> **YOUR ASSIGNMENT**
The lines needed are those from the start of the records through the line holding "implied warranty of", each copied exactly.

> **RECORDS TO PROCESS**
/*
 *  config.rs
 *
 *  timeclock - full-screen zener clock
 *  (c) 2020-26 Stuart Hunter
 *
 *  Layered configuration: defaults, YAML file, CLI overrides
 *
 *  This program is free software: you can redistribute it and/or modify
 *  it under the terms of the GNU General Public License as published by
 *  the Free Software Foundation, either version 3 of the License, or
 *  (at your option) any later version.
 *
 *  This program is distributed in the hope that it will be useful,
 *  but WITHOUT ANY WARRANTY; without even the implied warranty of
 *  MERCHANTABILITY or FITNESS FOR A PARTICULAR PURPOSE.  See the
 *  GNU General Public License for more details.
 *
 *  See <http://www.gnu.org/licenses/> to get a copy of the GNU General
 *  Public License.
 *
 */

use clap::{ArgAction, Parser, ValueHint};
use dirs_next::home_dir;
use serde::{Deserialize, Serialize};
use std::time::Duration;
use std::{fs, path::{Path, PathBuf}};
use thiserror::Error;

use crate::display::components::jitter::{
    BurnInJitter, DEFAULT_MAX_OFFSET, DEFAULT_TRANSFORM_DURATION, MAX_OFFSET as MAX_JITTER_OFFSET,
};
use crate::display::components::pulse::PulseConfig;
use crate::display::scheduler::{DEFAULT_FAST_TICK, DEFAULT_JITTER_INTERVAL, SchedulerConfig};

/// Upper bounds for the two timer delays
pub const MAX_FAST_TICK_MS: u64 = 60_000;
pub const MAX_JITTER_INTERVAL_SECS: u64 = 24 * 60 * 60;

/// Error type for config loading/validation.
#[derive(Debug, Error)]
pub enum ConfigError {
    #[error("YAML parse error: {0}")]
    Yaml(#[from] serde_yaml::Error),
    #[error("I/O error: {0}")]
    Io(#[from] std::io::Error),
    #[error("Validation error: {0}")]
    Validation(String),
}

/// Top-level app configuration
#[derive(Debug, Clone, Serialize, Deserialize, Default, PartialEq)]
pub struct Config {
    pub log_level: Option<String>,     // e.g., "info" | "debug"
    /// log to this file instead of stderr (stderr shares the clock's tty)
    pub log_file: Option<PathBuf>,
    pub schedule: Option<ScheduleConfig>,
    pub jitter: Option<JitterConfig>,
    pub pulse: Option<PulseToggle>,
}

#[derive(Debug, Clone, Serialize, Deserialize, Default, PartialEq)]
pub struct ScheduleConfig {
    pub fast_tick_ms: Option<u64>,
    pub jitter_interval_secs: Option<u64>,
}

#[derive(Debug, Clone, Serialize, Deserialize, Default, PartialEq)]
pub struct JitterConfig {
    pub max_offset: Option<i32>,
    pub duration_ms: Option<u64>,
    /// fixed seed for a reproducible drift sequence
    pub seed: Option<u64>,
}

#[derive(Debug, Clone, Serialize, Deserialize, Default, PartialEq)]
pub struct PulseToggle {
    pub enabled: Option<bool>,
}

/// CLI overrides. All fields are Options so we can layer them over YAML.
#[derive(Debug, Parser, Clone, Default)]
#[command(name = "timeclock", version, about = "Full-screen zener clock", disable_help_flag = false)]
pub struct Cli {
    /// Path to a YAML config file (overrides search)
    #[arg(long, short = 'c', value_hint = ValueHint::FilePath)]
    pub config: Option<PathBuf>,
    #[arg(long)]
    pub log_level: Option<String>,
    #[arg(long, value_hint = ValueHint::FilePath)]
    pub log_file: Option<PathBuf>,
    /// Enable debug log level
    #[arg(long, short = 'v', alias = "verbose", action = ArgAction::SetTrue)]
    pub debug: bool,
    #[arg(long)]
    pub fast_tick_ms: Option<u64>,
    #[arg(long)]
    pub jitter_interval_secs: Option<u64>,
    #[arg(long)]
    pub jitter_max_offset: Option<i32>,
    #[arg(long)]
    pub jitter_seed: Option<u64>,
    /// Disable the clapper breathing pulse
    #[arg(long, action = ArgAction::SetTrue)]
    pub no_pulse: bool,
    /// dump fully merged config (after overrides) and exit
    #[arg(long, action = ArgAction::SetTrue)]
    pub dump_config: bool,
}

/// Parse CLI, read YAML, merge, validate.
///
/// Returns the CLI alongside so the caller can act on `dump_config`/`debug`.
pub fn load() -> Result<(Config, Cli), ConfigError> {
    let cli = Cli::parse();
    let cfg = resolve(&cli)?;
    Ok((cfg, cli))
}

/// Everything after argument parsing, separated for testing
pub fn resolve(cli: &Cli) -> Result<Config, ConfigError> {
    // 1) defaults (from `Default` impl)
    let mut cfg = Config::default();

    // 2) YAML file (explicit path or search)
    if let Some(p) = cli.config.as_ref() {
        if p.exists() {
            let y = read_yaml(p)?;
            merge(&mut cfg, y);
        } else {
            return Err(ConfigError::Validation(format!(
                "Config file not found: {}",
                p.display()
            )));
        }
    } else if let Some(p) = find_config_file() {
        let y = read_yaml(&p)?;
        merge(&mut cfg, y);
    }

    // 3) CLI overrides (highest precedence)
    apply_cli_overrides(&mut cfg, cli);

    // 4) Validate
    validate(&cfg)?;

    Ok(cfg)
}

/// Try common locations in order (first hit wins).
fn find_config_file() -> Option<PathBuf> {
    // XDG-style: ~/.config/timeclock/config.yaml
    if let Some(home) = home_dir() {
        let p = home.join(".config/timeclock/config.yaml");
        if p.exists() { return Some(p) }
        let p = home.join(".config/timeclock.yaml");
        if p.exists() { return Some(p) }
    }
    // project local
    for candidate in &["timeclock.yaml", "config.yaml"] {
        let p = PathBuf::from(candidate);
        if p.exists() { return Some(p) }
    }
    None
}

fn read_yaml(path: &Path) -> Result<Config, ConfigError> {
    let s = fs::read_to_string(path)?;
    parse_yaml(&s)
}

pub fn parse_yaml(s: &str) -> Result<Config, ConfigError> {
    let cfg: Config = serde_yaml::from_str(s)?;
    Ok(cfg)
}

/// Shallow merge `src` into `dst`, Option-by-Option.
fn merge(dst: &mut Config, src: Config) {
    if src.log_level.is_some() { dst.log_level = src.log_level; }
    if src.log_file.is_some()  { dst.log_file = src.log_file; }
    match (&mut dst.schedule, src.schedule) {
        (None, Some(s)) => dst.schedule = Some(s),
        (Some(d), Some(s)) => {
            if s.fast_tick_ms.is_some()         { d.fast_tick_ms = s.fast_tick_ms; }
            if s.jitter_interval_secs.is_some() { d.jitter_interval_secs = s.jitter_interval_secs; }
        }
        _ => {}
    }
    match (&mut dst.jitter, src.jitter) {
        (None, Some(j)) => dst.jitter = Some(j),
        (Some(d), Some(s)) => {
            if s.max_offset.is_some()  { d.max_offset = s.max_offset; }
            if s.duration_ms.is_some() { d.duration_ms = s.duration_ms; }
            if s.seed.is_some()        { d.seed = s.seed; }
        }
        _ => {}
    }
    if let Some(p) = src.pulse {
        if p.enabled.is_some() {
            dst.pulse = Some(p);
        }
    }
}

fn apply_cli_overrides(cfg: &mut Config, cli: &Cli) {
    if cli.log_level.is_some() { cfg.log_level = cli.log_level.clone(); }
    if cli.log_file.is_some()  { cfg.log_file = cli.log_file.clone(); }
    if cli.debug { cfg.log_level = Some("debug".into()); }

    if cli.fast_tick_ms.is_some() || cli.jitter_interval_secs.is_some() {
        let schedule = cfg.schedule.get_or_insert_with(ScheduleConfig::default);
        if cli.fast_tick_ms.is_some()         { schedule.fast_tick_ms = cli.fast_tick_ms; }
        if cli.jitter_interval_secs.is_some() { schedule.jitter_interval_secs = cli.jitter_interval_secs; }
    }
    if cli.jitter_max_offset.is_some() || cli.jitter_seed.is_some() {
        let jitter = cfg.jitter.get_or_insert_with(JitterConfig::default);
        if cli.jitter_max_offset.is_some() { jitter.max_offset = cli.jitter_max_offset; }
        if cli.jitter_seed.is_some()       { jitter.seed = cli.jitter_seed; }
    }
    if cli.no_pulse {
        cfg.pulse = Some(PulseToggle { enabled: Some(false) });
    }
}

/// Put any invariants here (required fields, ranges, etc.)
fn validate(cfg: &Config) -> Result<(), ConfigError> {
    if let Some(schedule) = cfg.schedule.as_ref() {
        if let Some(ms) = schedule.fast_tick_ms {
            if !(1..=MAX_FAST_TICK_MS).contains(&ms) {
                return Err(ConfigError::Validation(format!(
                    "schedule fast_tick_ms must be 1..={}", MAX_FAST_TICK_MS
                )));
            }
        }
        if let Some(secs) = schedule.jitter_interval_secs {
            if !(1..=MAX_JITTER_INTERVAL_SECS).contains(&secs) {
                return Err(ConfigError::Validation(format!(
                    "schedule jitter_interval_secs must be 1..={}", MAX_JITTER_INTERVAL_SECS
                )));
            }
        }
    }
    if let Some(jitter) = cfg.jitter.as_ref() {
        if let Some(m) = jitter.max_offset {
            if !(0..=MAX_JITTER_OFFSET).contains(&m) {
                return Err(ConfigError::Validation(format!(
                    "jitter max_offset must be 0..={}", MAX_JITTER_OFFSET
                )));
            }
        }
    }
    Ok(())
}

impl Config {
    pub fn log_level(&self) -> &str {
        self.log_level.as_deref().unwrap_or("info")
    }

    pub fn scheduler_config(&self) -> SchedulerConfig {
        let schedule = self.schedule.clone().unwrap_or_default();
        let pulse_enabled = self.pulse.as_ref().and_then(|p| p.enabled).unwrap_or(true);
        SchedulerConfig {
            fast_tick: schedule.fast_tick_ms.map(Duration::from_millis).unwrap_or(DEFAULT_FAST_TICK),
            jitter_interval: schedule
                .jitter_interval_secs
                .map(Duration::from_secs)
                .unwrap_or(DEFAULT_JITTER_INTERVAL),
            pulse: pulse_enabled.then(PulseConfig::default),
        }
    }

    pub fn build_jitter(&self) -> BurnInJitter {
        let jitter = self.jitter.clone().unwrap_or_default();
        let base = match jitter.seed {
            Some(seed) => BurnInJitter::seeded(seed),
            None => BurnInJitter::new(),
        };
        base.with_max_offset(jitter.max_offset.unwrap_or(DEFAULT_MAX_OFFSET))
            .with_duration(jitter.duration_ms.map(Duration::from_millis).unwrap_or(DEFAULT_TRANSFORM_DURATION))
    }
}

> **PROBLEM SOLUTION**
/*
 *  config.rs
 *
 *  timeclock - full-screen zener clock
 *  (c) 2020-26 Stuart Hunter
 *
 *  Layered configuration: defaults, YAML file, CLI overrides
 *
 *  This program is free software: you can redistribute it and/or modify
 *  it under the terms of the GNU General Public License as published by
 *  the Free Software Foundation, either version 3 of the License, or
 *  (at your option) any later version.
 *
 *  This program is distributed in the hope that it will be useful,
 *  but WITHOUT ANY WARRANTY; without even the implied warranty of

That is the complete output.